(Saved entries)
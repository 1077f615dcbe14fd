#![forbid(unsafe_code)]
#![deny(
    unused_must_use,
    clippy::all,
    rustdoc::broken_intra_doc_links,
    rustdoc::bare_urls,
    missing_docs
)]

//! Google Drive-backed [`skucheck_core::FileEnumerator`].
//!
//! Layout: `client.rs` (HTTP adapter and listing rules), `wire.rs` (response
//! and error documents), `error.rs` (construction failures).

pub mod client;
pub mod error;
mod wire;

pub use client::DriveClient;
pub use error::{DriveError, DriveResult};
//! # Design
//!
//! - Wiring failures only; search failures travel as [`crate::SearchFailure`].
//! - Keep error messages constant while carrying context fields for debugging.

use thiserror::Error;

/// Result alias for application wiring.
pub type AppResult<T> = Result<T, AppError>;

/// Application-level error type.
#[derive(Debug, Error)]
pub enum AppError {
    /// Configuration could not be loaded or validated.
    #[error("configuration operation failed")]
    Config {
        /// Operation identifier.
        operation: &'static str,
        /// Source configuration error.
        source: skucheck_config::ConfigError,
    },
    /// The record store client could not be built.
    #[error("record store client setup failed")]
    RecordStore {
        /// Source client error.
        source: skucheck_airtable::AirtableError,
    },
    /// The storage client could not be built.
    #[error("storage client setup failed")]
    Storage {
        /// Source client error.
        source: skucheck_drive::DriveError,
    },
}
==
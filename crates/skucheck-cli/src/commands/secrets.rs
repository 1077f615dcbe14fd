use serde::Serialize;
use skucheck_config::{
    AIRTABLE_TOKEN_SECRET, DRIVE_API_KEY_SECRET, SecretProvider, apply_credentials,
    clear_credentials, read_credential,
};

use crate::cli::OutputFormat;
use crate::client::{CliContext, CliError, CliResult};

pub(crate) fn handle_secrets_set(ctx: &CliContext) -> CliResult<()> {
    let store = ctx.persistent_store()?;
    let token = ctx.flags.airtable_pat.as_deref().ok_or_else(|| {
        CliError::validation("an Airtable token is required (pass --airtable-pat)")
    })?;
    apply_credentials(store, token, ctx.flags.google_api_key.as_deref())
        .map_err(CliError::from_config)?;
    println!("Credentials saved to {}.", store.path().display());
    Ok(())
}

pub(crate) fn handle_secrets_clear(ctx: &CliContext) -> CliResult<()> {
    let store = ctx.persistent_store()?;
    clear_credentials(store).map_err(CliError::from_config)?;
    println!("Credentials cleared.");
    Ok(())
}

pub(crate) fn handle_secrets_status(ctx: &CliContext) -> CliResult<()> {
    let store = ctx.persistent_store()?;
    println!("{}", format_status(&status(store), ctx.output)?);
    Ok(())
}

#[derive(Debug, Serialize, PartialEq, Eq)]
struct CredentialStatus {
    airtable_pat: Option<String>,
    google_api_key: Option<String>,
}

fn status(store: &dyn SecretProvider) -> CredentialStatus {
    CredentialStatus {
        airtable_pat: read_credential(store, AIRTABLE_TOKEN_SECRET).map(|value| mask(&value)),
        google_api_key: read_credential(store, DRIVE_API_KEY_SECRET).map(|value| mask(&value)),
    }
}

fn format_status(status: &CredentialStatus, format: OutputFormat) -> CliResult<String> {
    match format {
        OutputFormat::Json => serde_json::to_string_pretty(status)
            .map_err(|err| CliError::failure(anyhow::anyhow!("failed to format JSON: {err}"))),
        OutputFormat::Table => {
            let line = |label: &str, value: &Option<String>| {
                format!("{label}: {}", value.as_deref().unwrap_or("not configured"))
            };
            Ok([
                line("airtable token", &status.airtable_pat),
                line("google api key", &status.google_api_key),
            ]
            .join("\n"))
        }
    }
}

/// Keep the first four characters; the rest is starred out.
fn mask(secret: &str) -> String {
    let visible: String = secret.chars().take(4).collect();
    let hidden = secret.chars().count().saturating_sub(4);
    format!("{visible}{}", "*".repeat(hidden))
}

#### [ABOUT THIS EXERCISE]
Where a line above contains the string "derive", tally it, then give the number alone.

#### [RESULT OF THE TASK]
2